What to do
Copy exactly the lines of the data below that run from the line holding "pub fn get(&self, gene: &str)" through the line holding "fn default() ->", both ends included.
--- START ---
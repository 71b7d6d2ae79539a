use std::collections::HashMap;
use std::fs::File;
use std::io::{BufRead, BufReader, Read};
use std::path::Path;
use std::sync::Arc;

use flate2::read::MultiGzDecoder;
use tracing::debug;

use crate::error::KiraError;

pub const ACCOUNTING_ROWS: [&str; 4] = ["N_unmapped", "N_multimapping", "N_noFeature", "N_ambiguous"];

#[derive(Debug, Clone)]
pub struct FeatureSpace {
    genes: Arc<[String]>,
    positions: Arc<HashMap<String, usize>>,
}

impl FeatureSpace {
    /// Repeated genes keep their first position.
    pub fn new(genes: impl IntoIterator<Item = String>) -> Self {
        let mut ordered = Vec::new();
        let mut positions = HashMap::new();
        for gene in genes {
            if !positions.contains_key(&gene) {
                positions.insert(gene.clone(), ordered.len());
                ordered.push(gene);
            }
        }
        Self {
            genes: ordered.into(),
            positions: Arc::new(positions),
        }
    }

    pub fn genes(&self) -> &[String] {
        &self.genes
    }

    pub fn len(&self) -> usize {
        self.genes.len()
    }

    pub fn is_empty(&self) -> bool {
        self.genes.is_empty()
    }

    pub fn position(&self, gene: &str) -> Option<usize> {
        self.positions.get(gene).copied()
    }
}

impl PartialEq for FeatureSpace {
    fn eq(&self, other: &Self) -> bool {
        self.genes == other.genes
    }
}

#[derive(Debug, Clone, Default, PartialEq)]
pub struct GeneCounts {
    genes: Vec<String>,
    counts: Vec<f32>,
}

impl GeneCounts {
    pub fn len(&self) -> usize {
        self.genes.len()
    }

    pub fn is_empty(&self) -> bool {
        self.genes.is_empty()
    }

    pub fn genes(&self) -> &[String] {
        &self.genes
    }

    pub fn counts(&self) -> &[f32] {
        &self.counts
    }

    pub fn get(&self, gene: &str) -> Option<f32> {
        self.genes
            .iter()
            .position(|candidate| candidate == gene)
            .map(|pos| self.counts[pos])
    }

    pub fn feature_space(&self) -> FeatureSpace {
        FeatureSpace::new(self.genes.iter().cloned())
    }

    /// Re-indexes onto `space`: absent genes become 0, genes outside the space are dropped.
    pub fn align(&self, space: &FeatureSpace) -> Vec<f32> {
        let mut vector = vec![0.0f32; space.len()];
        let mut filled = vec![false; space.len()];
        for (gene, count) in self.genes.iter().zip(&self.counts) {
            if let Some(pos) = space.position(gene) {
                if !filled[pos] {
                    vector[pos] = *count;
                    filled[pos] = true;
                }
            }
        }
        vector
    }

    fn append(&mut self, mut other: GeneCounts) {
        self.genes.append(&mut other.genes);
        self.counts.append(&mut other.counts);
    }
}

#[derive(Debug, Clone)]
pub struct CountReducer {
    chunk_rows: usize,
    count_column: String,
}

impl Default for CountReducer {
    fn default() -> Self {
        Self::new(10_000, "unstranded")
    }
}

impl CountReducer {
    pub fn new(chunk_rows: usize, count_column: impl Into<String>) -> Self {
        Self {
            chunk_rows: chunk_rows.max(1),
            count_column: count_column.into(),
        }
    }

    pub fn reduce(&self, path: &Path) -> Result<GeneCounts, KiraError> {
        let label = path.display().to_string();
        let file = File::open(path)
            .map_err(|err| KiraError::Filesystem(format!("open {label}: {err}")))?;
        let is_gzip = path.extension().is_some_and(|ext| ext == "gz");
        let reader: Box<dyn Read> = if is_gzip {
            Box::new(MultiGzDecoder::new(file))
        } else {
            Box::new(file)
        };
        self.reduce_reader(BufReader::new(reader), &label)
    }

    pub fn reduce_aligned(
        &self,
        path: &Path,
        space: Option<&FeatureSpace>,
    ) -> Result<Vec<f32>, KiraError> {
        let counts = self.reduce(path)?;
        Ok(match space {
            Some(space) => counts.align(space),
            None => counts.counts,
        })
    }

    pub fn reduce_reader<R: BufRead>(
        &self,
        mut reader: R,
        label: &str,
    ) -> Result<GeneCounts, KiraError> {
        let mut line = String::new();

        // gene-model comment
        if read_line(&mut reader, &mut line, label)? == 0 {
            return Err(KiraError::MissingHeader(label.to_string()));
        }
        if read_line(&mut reader, &mut line, label)? == 0 {
            return Err(KiraError::MissingHeader(label.to_string()));
        }
        let column = line
            .trim_end_matches(['\r', '\n'])
            .split('\t')
            .position(|name| name.trim() == self.count_column)
            .filter(|pos| *pos > 0)
            .ok_or_else(|| KiraError::MissingColumn(label.to_string(), self.count_column.clone()))?;

        let mut retained = GeneCounts::default();
        let mut chunk: Vec<String> = Vec::with_capacity(self.chunk_rows);
        let mut rows = 0usize;
        let mut chunks = 0usize;
        loop {
            let read = read_line(&mut reader, &mut line, label)?;
            if read > 0 {
                let row = line.trim_end_matches(['\r', '\n']);
                if !row.is_empty() {
                    chunk.push(row.to_string());
                }
            }
            if chunk.len() >= self.chunk_rows || (read == 0 && !chunk.is_empty()) {
                rows += chunk.len();
                chunks += 1;
                retained.append(filter_chunk(&chunk, column));
                chunk.clear();
            }
            if read == 0 {
                break;
            }
        }
        drop(chunk);

        debug!(
            file = label,
            rows,
            chunks,
            retained = retained.len(),
            "reduced count table"
        );

        if retained.is_empty() {
            return Err(KiraError::EmptyCounts(label.to_string()));
        }
        retained.genes.shrink_to_fit();
        retained.counts.shrink_to_fit();
        Ok(retained)
    }
}

fn read_line<R: BufRead>(reader: &mut R, line: &mut String, label: &str) -> Result<usize, KiraError> {
    line.clear();
    reader
        .read_line(line)
        .map_err(|err| KiraError::Filesystem(format!("read {label}: {err}")))
}

fn filter_chunk(rows: &[String], column: usize) -> GeneCounts {
    let mut kept = GeneCounts::default();
    for row in rows {
        let mut fields = row.split('\t');
        let gene = match fields.next().map(str::trim) {
            Some(gene) if !gene.is_empty() => gene,
            _ => continue,
        };
        if ACCOUNTING_ROWS.contains(&gene) {
            continue;
        }
        let Some(raw) = fields.nth(column - 1) else {
            continue;
        };
        let Ok(count) = raw.trim().parse::<f64>() else {
            continue;
        };
        if !count.is_finite() || count == 0.0 {
            continue;
        }
        kept.genes.push(gene.to_string());
        kept.counts.push(count as f32);
    }
    kept
}
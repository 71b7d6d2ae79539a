pub mod checkpoint;
pub mod config;
pub mod domain;
pub mod download;
pub mod error;
pub mod gdc;
pub mod index;
pub mod output;
pub mod pipeline;
pub mod reducer;
pub mod retry;
pub mod search;
pub mod store;
use std::io::{self, Write};

use serde::Serialize;
use tracing::info;

use crate::checkpoint::CheckpointId;
use crate::domain::CaseId;
use crate::pipeline::{ProgressEvent, ProgressSink, RunReport};
use crate::search::Neighbor;

#[derive(Debug, Clone, Serialize)]
pub struct SearchResult {
    pub case_id: CaseId,
    pub checkpoint: Option<CheckpointId>,
    pub neighbors: Vec<Neighbor>,
}

#[derive(Debug, Clone, Serialize)]
pub struct CheckpointEntry {
    pub id: CheckpointId,
    pub vectors: String,
    pub mapping: String,
}

#[derive(Debug, Clone, Serialize)]
pub struct CheckpointListing {
    pub dir: String,
    pub checkpoints: Vec<CheckpointEntry>,
}

#[derive(Debug, Clone, Serialize)]
pub struct MergeResult {
    pub sources: Vec<CheckpointId>,
    pub checkpoint: Option<CheckpointId>,
    pub cases: usize,
    pub dimension: Option<usize>,
}

#[derive(Debug, Clone, Serialize)]
pub struct StatusResult {
    pub data_root: String,
    pub latest_checkpoint: Option<CheckpointId>,
    pub cases: usize,
    pub dimension: Option<usize>,
}

pub struct JsonOutput;

impl JsonOutput {
    pub fn print_run(result: &RunReport) -> io::Result<()> {
        Self::print_json(result)
    }

    pub fn print_search(result: &SearchResult) -> io::Result<()> {
        Self::print_json(result)
    }

    pub fn print_checkpoints(result: &CheckpointListing) -> io::Result<()> {
        Self::print_json(result)
    }

    pub fn print_merge(result: &MergeResult) -> io::Result<()> {
        Self::print_json(result)
    }

    pub fn print_status(result: &StatusResult) -> io::Result<()> {
        Self::print_json(result)
    }

    fn print_json<T: Serialize>(value: &T) -> io::Result<()> {
        let json = serde_json::to_string_pretty(value).map_err(io::Error::other)?;
        let mut stdout = io::stdout();
        stdout.write_all(json.as_bytes())?;
        stdout.write_all(b"\n")?;
        Ok(())
    }
}

impl ProgressSink for JsonOutput {
    fn event(&self, _event: ProgressEvent) {}
}

pub struct LogProgress;

impl ProgressSink for LogProgress {
    fn event(&self, event: ProgressEvent) {
        match event.elapsed {
            Some(elapsed) => info!(elapsed_ms = elapsed.as_millis() as u64, "{}", event.message),
            None => info!("{}", event.message),
        }
    }
}
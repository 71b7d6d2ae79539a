use std::path::Path;
use std::time::Duration;

use async_trait::async_trait;
use futures::StreamExt;
use reqwest::Client;
use tokio::fs::File;
use tokio::io::AsyncWriteExt;

use crate::domain::FileId;
use crate::error::KiraError;
use crate::gdc::{default_headers, handle_status};

#[async_trait]
pub trait Downloader: Send + Sync {
    async fn fetch(&self, file_id: &FileId, destination: &Path) -> Result<u64, KiraError>;
}

#[derive(Clone)]
pub struct GdcDownloader {
    client: Client,
    base_url: String,
}

impl GdcDownloader {
    /// No total timeout here; callers bound each download themselves.
    pub fn new(base_url: &str) -> Result<Self, KiraError> {
        let client = Client::builder()
            .default_headers(default_headers()?)
            .connect_timeout(Duration::from_secs(30))
            .build()
            .map_err(KiraError::from_reqwest)?;
        Ok(Self {
            client,
            base_url: base_url.trim_end_matches('/').to_string(),
        })
    }

    pub fn file_url(&self, file_id: &FileId) -> String {
        format!("{}/data/{}", self.base_url, file_id.as_str())
    }
}

#[async_trait]
impl Downloader for GdcDownloader {
    async fn fetch(&self, file_id: &FileId, destination: &Path) -> Result<u64, KiraError> {
        let response = self
            .client
            .get(self.file_url(file_id))
            .send()
            .await
            .map_err(KiraError::from_reqwest)?;
        let response = handle_status(response).await?;

        let mut file = File::create(destination)
            .await
            .map_err(|err| KiraError::Filesystem(format!("create {}: {err}", destination.display())))?;
        let mut written = 0u64;
        let mut body = response.bytes_stream();
        while let Some(chunk) = body.next().await {
            let chunk = chunk.map_err(KiraError::from_reqwest)?;
            file.write_all(&chunk).await.map_err(KiraError::filesystem)?;
            written += chunk.len() as u64;
        }
        file.flush().await.map_err(KiraError::filesystem)?;
        Ok(written)
    }
}
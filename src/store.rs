use std::fs;

use camino::{Utf8Path, Utf8PathBuf};
use tempfile::{Builder, TempDir};

use crate::domain::CaseId;
use crate::error::KiraError;

#[derive(Debug, Clone)]
pub struct Store {
    root: Utf8PathBuf,
}

impl Store {
    pub fn new_with_root(root: Utf8PathBuf) -> Self {
        Self { root }
    }

    pub fn root(&self) -> &Utf8Path {
        &self.root
    }

    pub fn checkpoint_dir(&self) -> Utf8PathBuf {
        self.root.join("checkpoints")
    }

    pub fn scratch_dir(&self) -> Utf8PathBuf {
        self.root.join("scratch")
    }

    pub fn ensure_layout(&self) -> Result<(), KiraError> {
        fs::create_dir_all(self.checkpoint_dir().as_std_path()).map_err(KiraError::filesystem)?;
        fs::create_dir_all(self.scratch_dir().as_std_path()).map_err(KiraError::filesystem)?;
        Ok(())
    }

    pub fn case_scratch(&self, case_id: &CaseId) -> Result<TempDir, KiraError> {
        let scratch = self.scratch_dir();
        fs::create_dir_all(scratch.as_std_path()).map_err(KiraError::filesystem)?;
        Builder::new()
            .prefix(&format!("{}-", case_id.as_str()))
            .tempdir_in(scratch.as_std_path())
            .map_err(KiraError::filesystem)
    }

    pub fn write_bytes_atomic(path: &Utf8Path, content: &[u8]) -> Result<(), KiraError> {
        if let Some(parent) = path.parent() {
            fs::create_dir_all(parent.as_std_path()).map_err(KiraError::filesystem)?;
        }
        let tmp_path = Utf8PathBuf::from(format!("{path}.tmp"));
        fs::write(tmp_path.as_std_path(), content).map_err(KiraError::filesystem)?;
        fs::rename(tmp_path.as_std_path(), path.as_std_path()).map_err(KiraError::filesystem)?;
        Ok(())
    }
}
--- END ---
Task result
    pub fn get(&self, gene: &str) -> Option<f32> {
        self.genes
            .iter()
            .position(|candidate| candidate == gene)
            .map(|pos| self.counts[pos])
    }

    pub fn feature_space(&self) -> FeatureSpace {
        FeatureSpace::new(self.genes.iter().cloned())
    }

    /// Re-indexes onto `space`: absent genes become 0, genes outside the space are dropped.
    pub fn align(&self, space: &FeatureSpace) -> Vec<f32> {
        let mut vector = vec![0.0f32; space.len()];
        let mut filled = vec![false; space.len()];
        for (gene, count) in self.genes.iter().zip(&self.counts) {
            if let Some(pos) = space.position(gene) {
                if !filled[pos] {
                    vector[pos] = *count;
                    filled[pos] = true;
                }
            }
        }
        vector
    }

    fn append(&mut self, mut other: GeneCounts) {
        self.genes.append(&mut other.genes);
        self.counts.append(&mut other.counts);
    }
}

#[derive(Debug, Clone)]
pub struct CountReducer {
    chunk_rows: usize,
    count_column: String,
}

impl Default for CountReducer {
    fn default() -> Self {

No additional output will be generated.